WHAT YOU WILL DO:
Take the data below and copy exactly the lines starting at the one with "None => return" and finishing at the one with "let inv = nm.try_inverse()?;", both included.

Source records
□ □ □ □ □ □ □
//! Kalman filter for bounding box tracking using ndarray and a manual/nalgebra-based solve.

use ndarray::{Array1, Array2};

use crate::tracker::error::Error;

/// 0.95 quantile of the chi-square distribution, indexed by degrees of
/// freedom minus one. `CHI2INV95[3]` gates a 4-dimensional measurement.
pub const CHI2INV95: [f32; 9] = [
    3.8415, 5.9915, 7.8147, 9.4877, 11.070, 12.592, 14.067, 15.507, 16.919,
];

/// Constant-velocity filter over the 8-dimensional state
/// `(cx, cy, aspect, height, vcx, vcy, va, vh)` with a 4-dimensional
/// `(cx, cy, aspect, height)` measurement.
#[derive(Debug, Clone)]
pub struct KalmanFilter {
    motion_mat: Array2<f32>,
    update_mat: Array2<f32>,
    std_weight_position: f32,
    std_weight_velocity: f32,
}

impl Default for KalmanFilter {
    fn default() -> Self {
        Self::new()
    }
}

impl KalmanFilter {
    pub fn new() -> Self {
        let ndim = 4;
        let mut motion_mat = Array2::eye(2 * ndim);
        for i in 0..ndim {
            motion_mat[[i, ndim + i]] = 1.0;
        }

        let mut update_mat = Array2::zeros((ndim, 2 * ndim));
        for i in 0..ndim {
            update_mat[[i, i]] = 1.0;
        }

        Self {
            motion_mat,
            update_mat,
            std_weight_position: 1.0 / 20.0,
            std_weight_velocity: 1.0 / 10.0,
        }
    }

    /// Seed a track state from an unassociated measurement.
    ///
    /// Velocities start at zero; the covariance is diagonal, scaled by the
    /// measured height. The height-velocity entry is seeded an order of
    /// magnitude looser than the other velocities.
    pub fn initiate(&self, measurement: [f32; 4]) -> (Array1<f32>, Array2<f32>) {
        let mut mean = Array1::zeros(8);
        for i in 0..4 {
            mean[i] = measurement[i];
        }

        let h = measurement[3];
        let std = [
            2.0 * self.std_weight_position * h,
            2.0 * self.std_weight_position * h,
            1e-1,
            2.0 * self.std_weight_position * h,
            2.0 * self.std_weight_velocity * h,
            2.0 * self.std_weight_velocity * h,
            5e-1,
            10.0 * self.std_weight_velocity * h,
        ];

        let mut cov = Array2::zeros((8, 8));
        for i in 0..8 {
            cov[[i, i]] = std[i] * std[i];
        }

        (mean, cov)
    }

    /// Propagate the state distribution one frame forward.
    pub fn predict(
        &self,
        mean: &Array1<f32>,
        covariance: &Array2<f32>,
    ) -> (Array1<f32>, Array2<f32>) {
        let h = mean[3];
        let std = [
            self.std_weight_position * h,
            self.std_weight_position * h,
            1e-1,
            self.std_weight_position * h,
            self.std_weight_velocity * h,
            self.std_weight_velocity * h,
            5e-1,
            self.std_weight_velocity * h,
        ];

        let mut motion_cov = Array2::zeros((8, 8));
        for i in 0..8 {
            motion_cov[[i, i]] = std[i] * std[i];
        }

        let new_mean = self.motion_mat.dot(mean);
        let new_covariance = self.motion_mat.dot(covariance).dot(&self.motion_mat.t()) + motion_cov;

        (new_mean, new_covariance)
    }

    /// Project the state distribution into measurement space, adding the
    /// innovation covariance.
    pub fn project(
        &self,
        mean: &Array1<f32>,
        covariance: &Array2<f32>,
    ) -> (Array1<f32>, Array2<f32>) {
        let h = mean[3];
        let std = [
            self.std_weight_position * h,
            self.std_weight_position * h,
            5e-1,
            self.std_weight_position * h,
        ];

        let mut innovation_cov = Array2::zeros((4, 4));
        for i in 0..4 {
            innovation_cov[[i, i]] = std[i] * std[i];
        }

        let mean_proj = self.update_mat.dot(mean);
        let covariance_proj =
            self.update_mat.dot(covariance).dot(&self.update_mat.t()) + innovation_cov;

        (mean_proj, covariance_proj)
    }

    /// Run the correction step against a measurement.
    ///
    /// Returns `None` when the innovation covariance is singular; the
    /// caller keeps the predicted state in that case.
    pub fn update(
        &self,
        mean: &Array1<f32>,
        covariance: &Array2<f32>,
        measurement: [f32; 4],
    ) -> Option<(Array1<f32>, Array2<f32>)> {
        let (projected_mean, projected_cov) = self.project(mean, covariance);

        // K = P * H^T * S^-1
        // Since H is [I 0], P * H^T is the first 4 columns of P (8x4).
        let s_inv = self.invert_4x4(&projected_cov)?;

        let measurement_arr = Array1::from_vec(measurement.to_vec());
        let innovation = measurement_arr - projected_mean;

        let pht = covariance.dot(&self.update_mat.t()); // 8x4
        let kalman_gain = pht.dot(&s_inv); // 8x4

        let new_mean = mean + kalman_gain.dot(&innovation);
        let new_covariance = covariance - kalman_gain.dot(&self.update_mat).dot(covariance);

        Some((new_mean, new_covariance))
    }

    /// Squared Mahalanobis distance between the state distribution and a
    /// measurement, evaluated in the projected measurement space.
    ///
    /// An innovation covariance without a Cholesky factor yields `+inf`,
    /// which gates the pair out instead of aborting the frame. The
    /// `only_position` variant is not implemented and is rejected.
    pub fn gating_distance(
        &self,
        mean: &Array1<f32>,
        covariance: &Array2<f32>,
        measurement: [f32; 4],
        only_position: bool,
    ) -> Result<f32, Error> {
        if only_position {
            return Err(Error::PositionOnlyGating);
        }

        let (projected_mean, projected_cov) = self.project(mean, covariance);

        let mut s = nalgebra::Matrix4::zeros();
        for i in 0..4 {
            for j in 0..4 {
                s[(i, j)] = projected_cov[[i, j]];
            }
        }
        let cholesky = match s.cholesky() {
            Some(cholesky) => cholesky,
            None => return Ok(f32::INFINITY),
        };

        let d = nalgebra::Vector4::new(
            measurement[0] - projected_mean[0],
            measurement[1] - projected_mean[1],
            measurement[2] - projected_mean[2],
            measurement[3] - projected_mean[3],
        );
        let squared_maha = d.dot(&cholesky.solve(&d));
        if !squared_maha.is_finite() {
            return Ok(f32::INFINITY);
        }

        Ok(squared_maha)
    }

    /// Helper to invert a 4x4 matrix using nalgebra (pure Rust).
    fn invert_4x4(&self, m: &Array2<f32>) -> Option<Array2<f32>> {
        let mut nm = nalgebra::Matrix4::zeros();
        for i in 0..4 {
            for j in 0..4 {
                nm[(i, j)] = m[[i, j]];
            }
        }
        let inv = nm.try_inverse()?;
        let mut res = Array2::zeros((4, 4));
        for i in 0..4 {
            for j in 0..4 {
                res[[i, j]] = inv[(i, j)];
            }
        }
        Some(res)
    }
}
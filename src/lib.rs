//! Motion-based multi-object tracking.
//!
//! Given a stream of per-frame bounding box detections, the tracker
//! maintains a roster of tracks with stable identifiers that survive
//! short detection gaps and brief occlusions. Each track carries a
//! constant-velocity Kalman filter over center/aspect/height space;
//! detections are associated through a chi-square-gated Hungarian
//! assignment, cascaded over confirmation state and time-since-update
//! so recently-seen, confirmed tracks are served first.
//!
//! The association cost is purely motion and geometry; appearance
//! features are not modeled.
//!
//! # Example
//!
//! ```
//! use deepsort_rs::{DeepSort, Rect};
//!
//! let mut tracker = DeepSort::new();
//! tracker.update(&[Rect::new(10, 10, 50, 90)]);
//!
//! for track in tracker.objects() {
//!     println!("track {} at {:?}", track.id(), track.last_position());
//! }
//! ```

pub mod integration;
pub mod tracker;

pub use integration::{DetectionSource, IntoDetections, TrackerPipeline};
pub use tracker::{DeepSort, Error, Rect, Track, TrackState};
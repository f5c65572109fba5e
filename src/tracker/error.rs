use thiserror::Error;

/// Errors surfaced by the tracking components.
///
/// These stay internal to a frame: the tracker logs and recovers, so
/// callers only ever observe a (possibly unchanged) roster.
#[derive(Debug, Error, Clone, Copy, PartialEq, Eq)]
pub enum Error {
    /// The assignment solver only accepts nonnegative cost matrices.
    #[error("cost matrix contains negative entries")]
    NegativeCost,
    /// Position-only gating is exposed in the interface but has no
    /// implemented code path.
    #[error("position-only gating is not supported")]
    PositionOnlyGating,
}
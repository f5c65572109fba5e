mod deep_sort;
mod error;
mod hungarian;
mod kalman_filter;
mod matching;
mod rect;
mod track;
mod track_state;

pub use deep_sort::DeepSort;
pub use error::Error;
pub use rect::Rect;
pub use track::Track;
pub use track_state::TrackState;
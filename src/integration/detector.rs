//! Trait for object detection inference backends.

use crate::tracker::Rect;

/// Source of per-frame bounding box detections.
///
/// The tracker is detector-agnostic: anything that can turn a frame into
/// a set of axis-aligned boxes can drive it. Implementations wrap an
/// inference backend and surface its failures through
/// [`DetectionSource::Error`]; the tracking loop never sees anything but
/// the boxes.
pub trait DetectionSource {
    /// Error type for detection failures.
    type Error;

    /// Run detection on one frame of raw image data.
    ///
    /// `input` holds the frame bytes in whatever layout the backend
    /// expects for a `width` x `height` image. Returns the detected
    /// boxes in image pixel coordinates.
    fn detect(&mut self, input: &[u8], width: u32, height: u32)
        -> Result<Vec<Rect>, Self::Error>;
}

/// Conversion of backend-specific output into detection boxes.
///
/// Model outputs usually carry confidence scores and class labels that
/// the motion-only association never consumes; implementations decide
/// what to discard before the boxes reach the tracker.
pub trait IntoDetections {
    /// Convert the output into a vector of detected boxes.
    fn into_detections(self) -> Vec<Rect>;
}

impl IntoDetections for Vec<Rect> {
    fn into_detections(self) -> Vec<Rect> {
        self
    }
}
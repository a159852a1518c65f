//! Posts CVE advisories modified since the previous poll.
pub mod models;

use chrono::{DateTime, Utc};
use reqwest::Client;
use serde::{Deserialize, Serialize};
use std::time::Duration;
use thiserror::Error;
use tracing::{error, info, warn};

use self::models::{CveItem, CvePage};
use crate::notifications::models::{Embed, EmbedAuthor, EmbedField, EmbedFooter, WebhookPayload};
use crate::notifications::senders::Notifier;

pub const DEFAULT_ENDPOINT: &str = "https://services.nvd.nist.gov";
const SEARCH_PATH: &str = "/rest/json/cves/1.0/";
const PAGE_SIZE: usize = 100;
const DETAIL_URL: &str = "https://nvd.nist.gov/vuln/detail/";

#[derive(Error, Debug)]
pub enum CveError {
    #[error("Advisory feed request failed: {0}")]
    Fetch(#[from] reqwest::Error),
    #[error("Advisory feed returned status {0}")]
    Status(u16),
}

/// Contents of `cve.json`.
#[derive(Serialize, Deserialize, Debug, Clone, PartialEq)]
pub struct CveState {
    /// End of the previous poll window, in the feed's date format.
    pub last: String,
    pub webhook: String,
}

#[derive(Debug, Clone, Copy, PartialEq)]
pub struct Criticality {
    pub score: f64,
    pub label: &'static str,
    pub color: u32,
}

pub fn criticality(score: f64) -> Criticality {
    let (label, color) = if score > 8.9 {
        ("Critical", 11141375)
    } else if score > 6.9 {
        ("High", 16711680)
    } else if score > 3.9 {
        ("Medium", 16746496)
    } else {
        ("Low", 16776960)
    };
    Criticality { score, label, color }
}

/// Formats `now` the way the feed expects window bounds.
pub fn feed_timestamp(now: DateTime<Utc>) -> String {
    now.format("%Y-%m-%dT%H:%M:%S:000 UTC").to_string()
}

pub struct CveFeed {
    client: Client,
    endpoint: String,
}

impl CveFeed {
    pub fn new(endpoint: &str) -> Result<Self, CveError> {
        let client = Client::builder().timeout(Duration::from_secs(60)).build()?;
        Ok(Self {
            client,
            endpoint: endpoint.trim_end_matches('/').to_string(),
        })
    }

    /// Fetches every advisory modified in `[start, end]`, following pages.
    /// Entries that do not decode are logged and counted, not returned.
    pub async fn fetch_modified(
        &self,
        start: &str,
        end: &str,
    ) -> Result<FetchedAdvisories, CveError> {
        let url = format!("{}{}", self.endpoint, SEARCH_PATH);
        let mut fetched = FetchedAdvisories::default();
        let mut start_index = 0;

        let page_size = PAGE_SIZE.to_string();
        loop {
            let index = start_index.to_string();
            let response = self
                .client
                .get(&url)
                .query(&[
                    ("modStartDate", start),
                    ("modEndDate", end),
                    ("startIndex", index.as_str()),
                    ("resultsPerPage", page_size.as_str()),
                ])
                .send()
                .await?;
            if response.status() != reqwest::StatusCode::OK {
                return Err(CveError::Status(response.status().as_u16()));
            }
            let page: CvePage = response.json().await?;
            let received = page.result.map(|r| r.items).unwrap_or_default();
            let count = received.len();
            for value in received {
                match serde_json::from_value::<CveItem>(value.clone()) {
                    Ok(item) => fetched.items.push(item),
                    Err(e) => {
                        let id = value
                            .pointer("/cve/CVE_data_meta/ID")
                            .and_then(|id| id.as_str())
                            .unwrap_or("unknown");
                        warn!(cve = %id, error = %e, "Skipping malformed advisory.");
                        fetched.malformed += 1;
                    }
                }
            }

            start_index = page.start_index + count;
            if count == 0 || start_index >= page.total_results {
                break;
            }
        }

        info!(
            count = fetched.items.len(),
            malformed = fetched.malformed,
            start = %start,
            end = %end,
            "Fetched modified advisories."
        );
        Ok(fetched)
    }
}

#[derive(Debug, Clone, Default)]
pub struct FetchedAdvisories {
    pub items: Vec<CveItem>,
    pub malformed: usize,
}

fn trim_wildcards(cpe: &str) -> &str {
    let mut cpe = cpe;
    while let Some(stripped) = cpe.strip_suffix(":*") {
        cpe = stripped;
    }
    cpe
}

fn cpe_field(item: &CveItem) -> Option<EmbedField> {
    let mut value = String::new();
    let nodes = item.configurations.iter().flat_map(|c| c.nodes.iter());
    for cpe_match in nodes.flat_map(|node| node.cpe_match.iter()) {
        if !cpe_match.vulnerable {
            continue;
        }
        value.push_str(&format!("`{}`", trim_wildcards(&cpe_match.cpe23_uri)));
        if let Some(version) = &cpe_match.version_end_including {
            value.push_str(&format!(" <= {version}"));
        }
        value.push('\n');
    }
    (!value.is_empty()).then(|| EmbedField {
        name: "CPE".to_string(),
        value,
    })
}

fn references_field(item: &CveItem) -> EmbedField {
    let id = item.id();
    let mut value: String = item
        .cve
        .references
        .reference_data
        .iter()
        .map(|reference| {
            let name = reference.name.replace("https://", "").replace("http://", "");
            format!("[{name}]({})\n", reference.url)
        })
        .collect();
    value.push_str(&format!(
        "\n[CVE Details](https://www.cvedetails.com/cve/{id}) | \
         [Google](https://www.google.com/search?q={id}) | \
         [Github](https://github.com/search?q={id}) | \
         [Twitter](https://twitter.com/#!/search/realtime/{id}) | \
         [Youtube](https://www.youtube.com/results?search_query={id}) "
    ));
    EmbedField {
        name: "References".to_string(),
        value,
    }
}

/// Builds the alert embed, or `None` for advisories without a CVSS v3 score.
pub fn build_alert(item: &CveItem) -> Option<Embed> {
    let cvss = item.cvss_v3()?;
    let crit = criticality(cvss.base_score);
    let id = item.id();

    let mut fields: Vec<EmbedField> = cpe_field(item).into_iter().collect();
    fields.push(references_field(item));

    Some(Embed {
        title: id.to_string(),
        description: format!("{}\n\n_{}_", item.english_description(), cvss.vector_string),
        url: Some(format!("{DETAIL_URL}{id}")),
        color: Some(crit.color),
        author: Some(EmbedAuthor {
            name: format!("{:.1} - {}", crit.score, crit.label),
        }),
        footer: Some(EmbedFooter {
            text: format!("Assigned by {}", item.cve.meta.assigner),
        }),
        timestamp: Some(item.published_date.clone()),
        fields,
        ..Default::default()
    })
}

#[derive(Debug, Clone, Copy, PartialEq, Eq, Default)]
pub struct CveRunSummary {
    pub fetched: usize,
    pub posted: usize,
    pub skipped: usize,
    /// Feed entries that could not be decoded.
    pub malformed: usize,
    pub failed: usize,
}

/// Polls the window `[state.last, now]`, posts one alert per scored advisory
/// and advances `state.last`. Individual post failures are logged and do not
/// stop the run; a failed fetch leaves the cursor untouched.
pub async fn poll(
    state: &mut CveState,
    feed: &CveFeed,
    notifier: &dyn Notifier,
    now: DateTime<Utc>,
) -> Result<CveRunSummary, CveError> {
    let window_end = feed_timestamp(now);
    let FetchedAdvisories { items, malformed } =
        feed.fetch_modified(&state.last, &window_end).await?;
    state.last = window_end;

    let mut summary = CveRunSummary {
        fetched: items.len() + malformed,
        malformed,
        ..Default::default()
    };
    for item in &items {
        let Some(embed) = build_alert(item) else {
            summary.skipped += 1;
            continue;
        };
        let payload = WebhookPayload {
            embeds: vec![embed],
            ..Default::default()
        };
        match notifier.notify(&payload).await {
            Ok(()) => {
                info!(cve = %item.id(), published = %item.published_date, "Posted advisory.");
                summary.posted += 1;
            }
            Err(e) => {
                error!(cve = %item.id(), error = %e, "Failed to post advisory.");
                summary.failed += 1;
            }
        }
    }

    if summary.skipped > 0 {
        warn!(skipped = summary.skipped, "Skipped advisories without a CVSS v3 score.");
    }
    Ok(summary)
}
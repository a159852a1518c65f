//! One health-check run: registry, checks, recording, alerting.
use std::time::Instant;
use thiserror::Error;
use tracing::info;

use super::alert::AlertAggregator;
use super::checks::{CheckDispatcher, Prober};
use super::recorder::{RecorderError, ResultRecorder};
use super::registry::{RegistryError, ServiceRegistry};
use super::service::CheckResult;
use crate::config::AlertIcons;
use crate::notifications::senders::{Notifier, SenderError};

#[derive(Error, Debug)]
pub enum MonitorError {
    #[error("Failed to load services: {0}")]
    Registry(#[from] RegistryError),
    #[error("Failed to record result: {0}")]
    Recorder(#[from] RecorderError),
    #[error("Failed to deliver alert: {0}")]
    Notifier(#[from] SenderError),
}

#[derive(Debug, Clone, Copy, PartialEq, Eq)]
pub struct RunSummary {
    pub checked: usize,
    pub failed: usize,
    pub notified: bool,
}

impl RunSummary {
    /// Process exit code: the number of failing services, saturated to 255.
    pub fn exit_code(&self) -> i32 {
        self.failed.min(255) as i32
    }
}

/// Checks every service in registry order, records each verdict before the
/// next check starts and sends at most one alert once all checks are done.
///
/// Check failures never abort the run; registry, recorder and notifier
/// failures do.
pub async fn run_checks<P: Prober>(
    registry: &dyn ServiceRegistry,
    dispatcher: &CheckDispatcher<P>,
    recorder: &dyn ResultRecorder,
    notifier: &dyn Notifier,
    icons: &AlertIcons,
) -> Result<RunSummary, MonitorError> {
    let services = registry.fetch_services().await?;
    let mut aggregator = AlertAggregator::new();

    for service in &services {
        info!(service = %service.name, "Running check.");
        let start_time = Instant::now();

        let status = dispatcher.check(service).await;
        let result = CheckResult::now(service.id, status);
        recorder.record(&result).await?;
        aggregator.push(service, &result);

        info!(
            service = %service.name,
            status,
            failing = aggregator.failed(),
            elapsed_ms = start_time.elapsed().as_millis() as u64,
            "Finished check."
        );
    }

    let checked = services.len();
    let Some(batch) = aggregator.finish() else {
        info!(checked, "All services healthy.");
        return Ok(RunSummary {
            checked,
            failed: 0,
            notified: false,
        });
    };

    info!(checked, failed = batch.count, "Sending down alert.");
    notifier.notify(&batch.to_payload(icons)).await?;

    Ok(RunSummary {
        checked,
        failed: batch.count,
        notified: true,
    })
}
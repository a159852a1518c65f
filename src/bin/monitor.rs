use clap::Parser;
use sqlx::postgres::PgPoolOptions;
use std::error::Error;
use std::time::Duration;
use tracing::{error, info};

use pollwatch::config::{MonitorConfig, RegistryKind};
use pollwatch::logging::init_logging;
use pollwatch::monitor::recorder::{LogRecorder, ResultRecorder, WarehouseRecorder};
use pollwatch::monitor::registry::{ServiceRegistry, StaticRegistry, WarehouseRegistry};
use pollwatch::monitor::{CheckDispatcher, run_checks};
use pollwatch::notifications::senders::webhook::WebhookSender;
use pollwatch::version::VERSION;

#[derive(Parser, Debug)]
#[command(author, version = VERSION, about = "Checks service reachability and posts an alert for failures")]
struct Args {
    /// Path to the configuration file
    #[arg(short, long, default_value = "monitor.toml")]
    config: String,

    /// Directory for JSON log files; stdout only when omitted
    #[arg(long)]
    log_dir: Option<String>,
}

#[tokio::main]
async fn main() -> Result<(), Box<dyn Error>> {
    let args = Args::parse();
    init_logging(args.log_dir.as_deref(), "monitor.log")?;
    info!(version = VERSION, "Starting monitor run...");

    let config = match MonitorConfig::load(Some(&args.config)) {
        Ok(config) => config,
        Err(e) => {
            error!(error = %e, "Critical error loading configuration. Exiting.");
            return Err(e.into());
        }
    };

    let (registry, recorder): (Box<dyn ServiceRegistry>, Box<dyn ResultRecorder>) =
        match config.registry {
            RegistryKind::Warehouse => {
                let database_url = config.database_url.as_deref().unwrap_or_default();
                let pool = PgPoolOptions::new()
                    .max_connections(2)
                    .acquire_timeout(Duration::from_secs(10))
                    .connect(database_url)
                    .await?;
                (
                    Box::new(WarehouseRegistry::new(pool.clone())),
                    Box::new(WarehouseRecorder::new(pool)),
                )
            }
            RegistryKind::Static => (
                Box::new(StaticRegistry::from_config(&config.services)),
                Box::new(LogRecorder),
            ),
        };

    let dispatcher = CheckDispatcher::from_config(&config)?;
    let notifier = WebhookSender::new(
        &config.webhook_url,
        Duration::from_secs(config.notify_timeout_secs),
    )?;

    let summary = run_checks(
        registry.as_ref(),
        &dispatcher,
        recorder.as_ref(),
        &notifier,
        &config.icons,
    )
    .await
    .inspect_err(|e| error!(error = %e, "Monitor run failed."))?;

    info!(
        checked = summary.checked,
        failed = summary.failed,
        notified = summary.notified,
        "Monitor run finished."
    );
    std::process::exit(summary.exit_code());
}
□ □ □ □ □ □ □
RESULT OF THE TASK:
            None => return Ok(f32::INFINITY),
        };

        let d = nalgebra::Vector4::new(
            measurement[0] - projected_mean[0],
            measurement[1] - projected_mean[1],
            measurement[2] - projected_mean[2],
            measurement[3] - projected_mean[3],
        );
        let squared_maha = d.dot(&cholesky.solve(&d));
        if !squared_maha.is_finite() {
            return Ok(f32::INFINITY);
        }

        Ok(squared_maha)
    }

    /// Helper to invert a 4x4 matrix using nalgebra (pure Rust).
    fn invert_4x4(&self, m: &Array2<f32>) -> Option<Array2<f32>> {
        let mut nm = nalgebra::Matrix4::zeros();
        for i in 0..4 {
            for j in 0..4 {
                nm[(i, j)] = m[[i, j]];
            }
        }
        let inv = nm.try_inverse()?;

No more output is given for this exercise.